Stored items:
··········
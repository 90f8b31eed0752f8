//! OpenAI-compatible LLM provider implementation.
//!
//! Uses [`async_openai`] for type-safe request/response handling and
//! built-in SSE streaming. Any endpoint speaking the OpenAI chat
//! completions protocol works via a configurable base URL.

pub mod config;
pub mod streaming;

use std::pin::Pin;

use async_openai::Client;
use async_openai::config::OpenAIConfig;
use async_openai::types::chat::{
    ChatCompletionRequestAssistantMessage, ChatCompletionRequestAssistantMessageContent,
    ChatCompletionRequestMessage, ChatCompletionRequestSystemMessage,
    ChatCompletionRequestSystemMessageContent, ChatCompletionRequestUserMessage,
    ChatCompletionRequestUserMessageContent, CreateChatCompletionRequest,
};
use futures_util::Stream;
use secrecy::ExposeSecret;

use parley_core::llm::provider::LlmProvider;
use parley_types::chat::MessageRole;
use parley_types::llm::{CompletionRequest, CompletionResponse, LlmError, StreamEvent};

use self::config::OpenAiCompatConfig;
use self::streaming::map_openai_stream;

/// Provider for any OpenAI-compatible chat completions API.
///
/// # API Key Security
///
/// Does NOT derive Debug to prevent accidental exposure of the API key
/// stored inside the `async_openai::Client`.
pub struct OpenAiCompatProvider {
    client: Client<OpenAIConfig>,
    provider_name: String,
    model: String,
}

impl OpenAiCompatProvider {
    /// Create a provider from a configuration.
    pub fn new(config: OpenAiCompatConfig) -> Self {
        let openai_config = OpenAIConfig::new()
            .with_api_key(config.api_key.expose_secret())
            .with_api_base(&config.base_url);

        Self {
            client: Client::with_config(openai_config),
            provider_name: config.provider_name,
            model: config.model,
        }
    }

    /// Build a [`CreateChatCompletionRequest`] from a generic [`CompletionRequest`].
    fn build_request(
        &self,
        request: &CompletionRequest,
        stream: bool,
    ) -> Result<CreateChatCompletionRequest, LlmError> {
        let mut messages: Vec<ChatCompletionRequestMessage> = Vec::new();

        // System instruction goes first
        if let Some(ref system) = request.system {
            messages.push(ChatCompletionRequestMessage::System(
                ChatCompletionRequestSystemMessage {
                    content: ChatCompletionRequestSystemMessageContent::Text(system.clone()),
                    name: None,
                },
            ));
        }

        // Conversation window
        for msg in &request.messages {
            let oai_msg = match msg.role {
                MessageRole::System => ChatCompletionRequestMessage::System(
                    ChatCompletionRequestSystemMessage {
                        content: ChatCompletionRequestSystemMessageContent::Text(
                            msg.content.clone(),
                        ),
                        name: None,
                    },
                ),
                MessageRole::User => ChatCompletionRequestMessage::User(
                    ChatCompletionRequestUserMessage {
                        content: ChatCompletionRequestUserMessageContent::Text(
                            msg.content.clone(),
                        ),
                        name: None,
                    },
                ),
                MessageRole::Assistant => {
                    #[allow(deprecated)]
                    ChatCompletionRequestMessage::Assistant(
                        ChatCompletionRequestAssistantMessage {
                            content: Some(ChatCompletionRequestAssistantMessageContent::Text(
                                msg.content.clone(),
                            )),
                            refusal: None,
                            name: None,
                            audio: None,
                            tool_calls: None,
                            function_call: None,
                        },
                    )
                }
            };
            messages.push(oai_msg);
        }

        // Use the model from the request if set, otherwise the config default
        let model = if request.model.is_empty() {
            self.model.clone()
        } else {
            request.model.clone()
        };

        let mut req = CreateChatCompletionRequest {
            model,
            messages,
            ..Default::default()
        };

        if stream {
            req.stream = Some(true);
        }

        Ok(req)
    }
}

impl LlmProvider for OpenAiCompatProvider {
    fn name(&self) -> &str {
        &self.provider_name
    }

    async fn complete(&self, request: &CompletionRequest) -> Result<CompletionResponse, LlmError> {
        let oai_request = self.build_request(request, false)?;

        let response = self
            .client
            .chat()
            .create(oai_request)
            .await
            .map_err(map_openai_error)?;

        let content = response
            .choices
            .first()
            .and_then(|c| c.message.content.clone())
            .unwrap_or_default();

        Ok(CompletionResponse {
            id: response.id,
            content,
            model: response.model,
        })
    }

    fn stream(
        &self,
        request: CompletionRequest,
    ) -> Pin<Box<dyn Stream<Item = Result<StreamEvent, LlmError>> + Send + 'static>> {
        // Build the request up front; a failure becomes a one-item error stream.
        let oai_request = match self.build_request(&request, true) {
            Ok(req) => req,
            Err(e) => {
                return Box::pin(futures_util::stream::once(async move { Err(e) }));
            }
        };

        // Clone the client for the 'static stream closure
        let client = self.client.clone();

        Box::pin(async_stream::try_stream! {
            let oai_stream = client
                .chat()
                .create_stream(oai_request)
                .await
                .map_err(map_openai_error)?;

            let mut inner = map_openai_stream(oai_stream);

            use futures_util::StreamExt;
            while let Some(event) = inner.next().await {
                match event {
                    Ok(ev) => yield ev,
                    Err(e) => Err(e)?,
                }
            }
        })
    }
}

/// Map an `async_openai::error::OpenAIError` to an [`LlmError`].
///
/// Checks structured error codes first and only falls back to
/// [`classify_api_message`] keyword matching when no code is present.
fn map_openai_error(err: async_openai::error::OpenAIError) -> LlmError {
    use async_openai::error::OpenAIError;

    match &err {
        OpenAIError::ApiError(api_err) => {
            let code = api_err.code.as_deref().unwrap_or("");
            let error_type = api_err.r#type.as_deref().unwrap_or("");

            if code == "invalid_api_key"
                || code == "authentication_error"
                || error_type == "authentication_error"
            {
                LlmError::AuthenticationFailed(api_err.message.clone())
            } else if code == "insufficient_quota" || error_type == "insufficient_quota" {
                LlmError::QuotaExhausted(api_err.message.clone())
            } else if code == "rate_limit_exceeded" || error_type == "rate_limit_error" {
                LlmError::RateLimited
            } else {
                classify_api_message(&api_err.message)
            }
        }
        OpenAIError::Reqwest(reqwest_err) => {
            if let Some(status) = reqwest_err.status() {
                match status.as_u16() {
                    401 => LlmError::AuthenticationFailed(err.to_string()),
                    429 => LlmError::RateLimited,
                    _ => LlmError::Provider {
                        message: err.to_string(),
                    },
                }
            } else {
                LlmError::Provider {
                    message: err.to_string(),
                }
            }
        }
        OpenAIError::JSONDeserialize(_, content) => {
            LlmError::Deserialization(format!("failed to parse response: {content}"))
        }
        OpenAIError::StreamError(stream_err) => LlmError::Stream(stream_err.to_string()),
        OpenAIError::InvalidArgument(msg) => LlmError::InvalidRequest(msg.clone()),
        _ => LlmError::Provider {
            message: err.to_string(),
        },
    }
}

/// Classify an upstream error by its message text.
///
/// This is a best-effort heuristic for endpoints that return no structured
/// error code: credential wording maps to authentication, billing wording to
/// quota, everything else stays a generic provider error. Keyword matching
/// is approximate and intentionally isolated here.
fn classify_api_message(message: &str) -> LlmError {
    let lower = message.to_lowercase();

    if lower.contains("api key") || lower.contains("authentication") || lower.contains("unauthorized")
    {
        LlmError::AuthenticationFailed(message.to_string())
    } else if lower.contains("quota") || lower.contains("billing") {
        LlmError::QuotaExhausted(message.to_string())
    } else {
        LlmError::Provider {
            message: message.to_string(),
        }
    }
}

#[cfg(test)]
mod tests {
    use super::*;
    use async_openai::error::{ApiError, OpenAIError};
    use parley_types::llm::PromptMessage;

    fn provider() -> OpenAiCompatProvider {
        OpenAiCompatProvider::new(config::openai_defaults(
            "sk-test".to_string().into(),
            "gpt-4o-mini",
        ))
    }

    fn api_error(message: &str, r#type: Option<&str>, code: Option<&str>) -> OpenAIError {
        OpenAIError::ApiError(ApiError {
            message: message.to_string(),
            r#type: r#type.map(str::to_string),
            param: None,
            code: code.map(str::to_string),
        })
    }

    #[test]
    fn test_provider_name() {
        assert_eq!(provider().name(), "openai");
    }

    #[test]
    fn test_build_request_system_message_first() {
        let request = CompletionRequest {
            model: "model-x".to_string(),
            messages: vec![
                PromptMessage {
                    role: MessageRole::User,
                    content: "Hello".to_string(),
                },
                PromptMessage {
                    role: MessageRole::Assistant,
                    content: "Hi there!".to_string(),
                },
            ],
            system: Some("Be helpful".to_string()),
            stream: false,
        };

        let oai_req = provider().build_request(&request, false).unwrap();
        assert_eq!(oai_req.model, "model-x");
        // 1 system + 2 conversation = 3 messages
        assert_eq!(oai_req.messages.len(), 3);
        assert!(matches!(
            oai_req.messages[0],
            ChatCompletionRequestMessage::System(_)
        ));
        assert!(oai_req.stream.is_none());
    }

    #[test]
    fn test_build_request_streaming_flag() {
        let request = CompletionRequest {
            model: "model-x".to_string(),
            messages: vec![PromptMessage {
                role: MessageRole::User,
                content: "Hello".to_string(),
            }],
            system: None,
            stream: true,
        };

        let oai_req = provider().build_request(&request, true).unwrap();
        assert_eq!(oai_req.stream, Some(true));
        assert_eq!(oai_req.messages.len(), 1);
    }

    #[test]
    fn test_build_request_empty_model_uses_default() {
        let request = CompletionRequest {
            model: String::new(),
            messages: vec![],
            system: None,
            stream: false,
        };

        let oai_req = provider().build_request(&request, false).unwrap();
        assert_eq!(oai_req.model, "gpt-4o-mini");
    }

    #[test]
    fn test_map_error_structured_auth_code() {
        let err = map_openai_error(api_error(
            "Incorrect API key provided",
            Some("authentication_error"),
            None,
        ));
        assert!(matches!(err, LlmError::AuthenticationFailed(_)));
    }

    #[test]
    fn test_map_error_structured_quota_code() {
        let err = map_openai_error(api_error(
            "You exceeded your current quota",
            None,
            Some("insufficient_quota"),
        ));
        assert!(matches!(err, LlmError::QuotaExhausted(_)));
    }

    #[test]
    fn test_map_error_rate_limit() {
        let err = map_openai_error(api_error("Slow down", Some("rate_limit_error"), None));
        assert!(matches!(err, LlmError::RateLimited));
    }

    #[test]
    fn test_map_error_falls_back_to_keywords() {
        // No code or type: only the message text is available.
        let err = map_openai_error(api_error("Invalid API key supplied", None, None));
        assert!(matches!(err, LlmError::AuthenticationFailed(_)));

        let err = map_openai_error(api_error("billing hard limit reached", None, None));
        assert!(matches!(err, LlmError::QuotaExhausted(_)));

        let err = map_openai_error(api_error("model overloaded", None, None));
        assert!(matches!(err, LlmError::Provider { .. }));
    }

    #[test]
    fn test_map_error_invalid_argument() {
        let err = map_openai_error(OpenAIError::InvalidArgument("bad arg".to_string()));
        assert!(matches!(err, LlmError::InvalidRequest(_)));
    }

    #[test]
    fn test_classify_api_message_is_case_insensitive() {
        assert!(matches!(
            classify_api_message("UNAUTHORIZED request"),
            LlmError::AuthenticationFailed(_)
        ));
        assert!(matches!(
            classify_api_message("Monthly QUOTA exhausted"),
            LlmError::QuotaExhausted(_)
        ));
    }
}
··········
▶ _WHAT TO DO_
Starting from the top of the records and ending at the line that contains "let openai_config = OpenAIConfig::new()", repeat each line exactly and return only those lines.

▶ _SOLUTION FOR THIS PROBLEM_
repository 90f8b31eed0752f8
//! OpenAI-compatible LLM provider implementation.
//!
//! Uses [`async_openai`] for type-safe request/response handling and
//! built-in SSE streaming. Any endpoint speaking the OpenAI chat
//! completions protocol works via a configurable base URL.

pub mod config;
pub mod streaming;

use std::pin::Pin;

use async_openai::Client;
use async_openai::config::OpenAIConfig;
use async_openai::types::chat::{
    ChatCompletionRequestAssistantMessage, ChatCompletionRequestAssistantMessageContent,
    ChatCompletionRequestMessage, ChatCompletionRequestSystemMessage,
    ChatCompletionRequestSystemMessageContent, ChatCompletionRequestUserMessage,
    ChatCompletionRequestUserMessageContent, CreateChatCompletionRequest,
};
use futures_util::Stream;
use secrecy::ExposeSecret;

use parley_core::llm::provider::LlmProvider;
use parley_types::chat::MessageRole;
use parley_types::llm::{CompletionRequest, CompletionResponse, LlmError, StreamEvent};

use self::config::OpenAiCompatConfig;
use self::streaming::map_openai_stream;

/// Provider for any OpenAI-compatible chat completions API.
///
/// # API Key Security
///
/// Does NOT derive Debug to prevent accidental exposure of the API key
/// stored inside the `async_openai::Client`.
pub struct OpenAiCompatProvider {
    client: Client<OpenAIConfig>,
    provider_name: String,
    model: String,
}

impl OpenAiCompatProvider {
    /// Create a provider from a configuration.
    pub fn new(config: OpenAiCompatConfig) -> Self {
        let openai_config = OpenAIConfig::new()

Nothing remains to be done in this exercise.